Stored data:
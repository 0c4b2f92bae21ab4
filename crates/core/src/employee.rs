//! Employee domain types.
//!
//! An employee's compensation is either an annual salary or an hourly
//! rate, never both; the `Compensation` enum enforces this at the type
//! level. Records joined from the store are resolved into a single
//! strict `Employee` value before they reach any calculation.

use chrono::NaiveDate;
use rust_decimal::Decimal;
use serde::{Deserialize, Serialize};

use payrun_shared::types::{EmployeeId, OrganisationId};

use crate::constants::{DAYS_PER_WORK_WEEK, DEFAULT_HOURS_PER_DAY, STANDARD_WEEK_HOURS};
use crate::leave::LeaveBalances;

/// Employment classification.
#[derive(Debug, Clone, Copy, PartialEq, Eq, Serialize, Deserialize)]
#[serde(rename_all = "snake_case")]
pub enum EmploymentType {
    /// Permanent full-time employee.
    FullTime,
    /// Permanent part-time employee.
    PartTime,
    /// Casual employee (loaded rate, no leave accrual).
    Casual,
    /// Contractor (self-manages tax and super).
    Contractor,
}

impl EmploymentType {
    /// Returns the string representation of the classification.
    #[must_use]
    pub fn as_str(&self) -> &'static str {
        match self {
            Self::FullTime => "full_time",
            Self::PartTime => "part_time",
            Self::Casual => "casual",
            Self::Contractor => "contractor",
        }
    }

    /// Parses a classification from a string.
    pub fn parse(s: &str) -> Option<Self> {
        match s.to_lowercase().as_str() {
            "full_time" => Some(Self::FullTime),
            "part_time" => Some(Self::PartTime),
            "casual" => Some(Self::Casual),
            "contractor" => Some(Self::Contractor),
            _ => None,
        }
    }

    /// Returns true if this classification accrues paid leave.
    #[must_use]
    pub fn accrues_leave(&self) -> bool {
        matches!(self, Self::FullTime | Self::PartTime)
    }
}

impl std::fmt::Display for EmploymentType {
    fn fmt(&self, f: &mut std::fmt::Formatter<'_>) -> std::fmt::Result {
        write!(f, "{}", self.as_str())
    }
}

/// Pay cycle frequency.
#[derive(Debug, Clone, Copy, PartialEq, Eq, Serialize, Deserialize)]
#[serde(rename_all = "UPPERCASE")]
pub enum PayFrequency {
    /// Paid every week (52 periods/year).
    Weekly,
    /// Paid every two weeks (26 periods/year).
    Fortnightly,
    /// Paid monthly (12 periods/year).
    Monthly,
}

impl PayFrequency {
    /// Number of pay periods per year for this frequency.
    #[must_use]
    pub const fn periods_per_year(&self) -> Decimal {
        match self {
            Self::Weekly => rust_decimal_macros::dec!(52),
            Self::Fortnightly => rust_decimal_macros::dec!(26),
            Self::Monthly => rust_decimal_macros::dec!(12),
        }
    }

    /// Returns the string representation of the frequency.
    #[must_use]
    pub fn as_str(&self) -> &'static str {
        match self {
            Self::Weekly => "WEEKLY",
            Self::Fortnightly => "FORTNIGHTLY",
            Self::Monthly => "MONTHLY",
        }
    }

    /// Parses a frequency from a string.
    pub fn parse(s: &str) -> Option<Self> {
        match s.to_uppercase().as_str() {
            "WEEKLY" => Some(Self::Weekly),
            "FORTNIGHTLY" => Some(Self::Fortnightly),
            "MONTHLY" => Some(Self::Monthly),
            _ => None,
        }
    }
}

impl std::fmt::Display for PayFrequency {
    fn fmt(&self, f: &mut std::fmt::Formatter<'_>) -> std::fmt::Result {
        write!(f, "{}", self.as_str())
    }
}

/// Withholding scale applied to an employee.
#[derive(Debug, Clone, Copy, PartialEq, Eq, Serialize, Deserialize)]
#[serde(rename_all = "snake_case")]
pub enum TaxScaleType {
    /// Resident on the regular scale.
    Regular,
    /// Foreign resident for tax purposes.
    ForeignResident,
    /// Working holiday maker.
    WorkingHolidayMaker,
}

/// Compensation basis: exactly one of annual salary or hourly rate.
#[derive(Debug, Clone, Copy, PartialEq, Eq, Serialize, Deserialize)]
#[serde(rename_all = "snake_case")]
pub enum Compensation {
    /// Annual base salary.
    Salary(Decimal),
    /// Hourly rate.
    Hourly(Decimal),
}

/// An employee record, resolved at the data-fetch boundary.
#[derive(Debug, Clone, Serialize, Deserialize)]
pub struct Employee {
    /// Unique identifier.
    pub id: EmployeeId,
    /// Organisation this employee belongs to.
    pub organisation_id: OrganisationId,
    /// Full legal name.
    pub full_name: String,
    /// Employment classification.
    pub employment_type: EmploymentType,
    /// Contracted hours per week, when known.
    pub hours_per_week: Option<Decimal>,
    /// Pay cycle frequency.
    pub pay_frequency: PayFrequency,
    /// Compensation basis (salary XOR hourly rate).
    pub compensation: Compensation,
    /// Tax File Number, when on file.
    pub tfn: Option<String>,
    /// ABN, when the worker invoices under their own ABN.
    pub abn: Option<String>,
    /// Whether the tax-free threshold is claimed.
    pub has_tax_free_threshold: bool,
    /// Whether a HELP/study debt applies.
    pub has_help_debt: bool,
    /// Withholding scale.
    pub tax_scale: TaxScaleType,
    /// ISO 3166 country code for the home country.
    pub country_code: Option<String>,
    /// Superannuation guarantee rate, as a percentage.
    pub super_rate_percent: Decimal,
    /// Current leave balances in hours.
    pub leave_balances: LeaveBalances,
    /// Employment start date.
    pub start_date: NaiveDate,
    /// Employment end date, when terminated.
    pub end_date: Option<NaiveDate>,
    /// Whether the employee is active.
    pub is_active: bool,
}

impl Employee {
    /// Contracted weekly hours, defaulting to the standard week.
    #[must_use]
    pub fn contracted_week_hours(&self) -> Decimal {
        self.hours_per_week.unwrap_or(STANDARD_WEEK_HOURS)
    }

    /// Hours per working day, derived from contracted weekly hours.
    #[must_use]
    pub fn hours_per_day(&self) -> Decimal {
        self.hours_per_week
            .map_or(DEFAULT_HOURS_PER_DAY, |hours| hours / DAYS_PER_WORK_WEEK)
    }

    /// Converts an hour quantity to working days for this employee.
    #[must_use]
    pub fn hours_to_days(&self, hours: Decimal) -> Decimal {
        hours / self.hours_per_day()
    }

    /// Converts a working-day quantity to hours for this employee.
    #[must_use]
    pub fn days_to_hours(&self, days: Decimal) -> Decimal {
        days * self.hours_per_day()
    }

    /// Whole years of service as of the given date.
    #[must_use]
    pub fn years_of_service(&self, as_of: NaiveDate) -> u32 {
        as_of.years_since(self.start_date).unwrap_or(0)
    }
}

#[cfg(test)]
mod tests {
    use super::*;
    use rust_decimal_macros::dec;

    fn make_employee(hours_per_week: Option<Decimal>) -> Employee {
        Employee {
            id: EmployeeId::new(),
            organisation_id: OrganisationId::new(),
            full_name: "Alex Chen".to_string(),
            employment_type: EmploymentType::FullTime,
            hours_per_week,
            pay_frequency: PayFrequency::Fortnightly,
            compensation: Compensation::Salary(dec!(78000)),
            tfn: Some("123456789".to_string()),
            abn: None,
            has_tax_free_threshold: true,
            has_help_debt: false,
            tax_scale: TaxScaleType::Regular,
            country_code: Some("AU".to_string()),
            super_rate_percent: dec!(11.5),
            leave_balances: LeaveBalances::default(),
            start_date: NaiveDate::from_ymd_opt(2020, 3, 2).unwrap(),
            end_date: None,
            is_active: true,
        }
    }

    #[test]
    fn test_employment_type_round_trip() {
        for et in [
            EmploymentType::FullTime,
            EmploymentType::PartTime,
            EmploymentType::Casual,
            EmploymentType::Contractor,
        ] {
            assert_eq!(EmploymentType::parse(et.as_str()), Some(et));
        }
        assert_eq!(EmploymentType::parse("intern"), None);
    }

    #[test]
    fn test_accrues_leave() {
        assert!(EmploymentType::FullTime.accrues_leave());
        assert!(EmploymentType::PartTime.accrues_leave());
        assert!(!EmploymentType::Casual.accrues_leave());
        assert!(!EmploymentType::Contractor.accrues_leave());
    }

    #[test]
    fn test_periods_per_year() {
        assert_eq!(PayFrequency::Weekly.periods_per_year(), dec!(52));
        assert_eq!(PayFrequency::Fortnightly.periods_per_year(), dec!(26));
        assert_eq!(PayFrequency::Monthly.periods_per_year(), dec!(12));
    }

    #[test]
    fn test_pay_frequency_parse() {
        assert_eq!(PayFrequency::parse("weekly"), Some(PayFrequency::Weekly));
        assert_eq!(
            PayFrequency::parse("FORTNIGHTLY"),
            Some(PayFrequency::Fortnightly)
        );
        assert_eq!(PayFrequency::parse("quarterly"), None);
    }

    #[test]
    fn test_hours_per_day_known_hours() {
        let employee = make_employee(Some(dec!(20)));
        assert_eq!(employee.hours_per_day(), dec!(4));
        assert_eq!(employee.hours_to_days(dec!(8)), dec!(2));
        assert_eq!(employee.days_to_hours(dec!(3)), dec!(12));
    }

    #[test]
    fn test_hours_per_day_unknown_hours_defaults() {
        let employee = make_employee(None);
        assert_eq!(employee.hours_per_day(), dec!(7.6));
        assert_eq!(employee.contracted_week_hours(), dec!(38));
    }

    #[test]
    fn test_years_of_service() {
        // Started 2020-03-02; anniversaries count only once reached.
        let employee = make_employee(Some(dec!(38)));
        let day_before_ninth_anniversary = NaiveDate::from_ymd_opt(2029, 3, 1).unwrap();
        let tenth_anniversary = NaiveDate::from_ymd_opt(2030, 3, 2).unwrap();
        assert_eq!(employee.years_of_service(day_before_ninth_anniversary), 8);
        assert_eq!(employee.years_of_service(tenth_anniversary), 10);
    }
}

* Task to carry out *
Working from the data above, extract solely the lines from the one containing "Some(PayFrequency::Fortnightly)" through the one containing "let employee = make_employee(Some(dec!(20)));", exactly as they appear, both included.

* Output below *
            Some(PayFrequency::Fortnightly)
        );
        assert_eq!(PayFrequency::parse("quarterly"), None);
    }

    #[test]
    fn test_hours_per_day_known_hours() {
        let employee = make_employee(Some(dec!(20)));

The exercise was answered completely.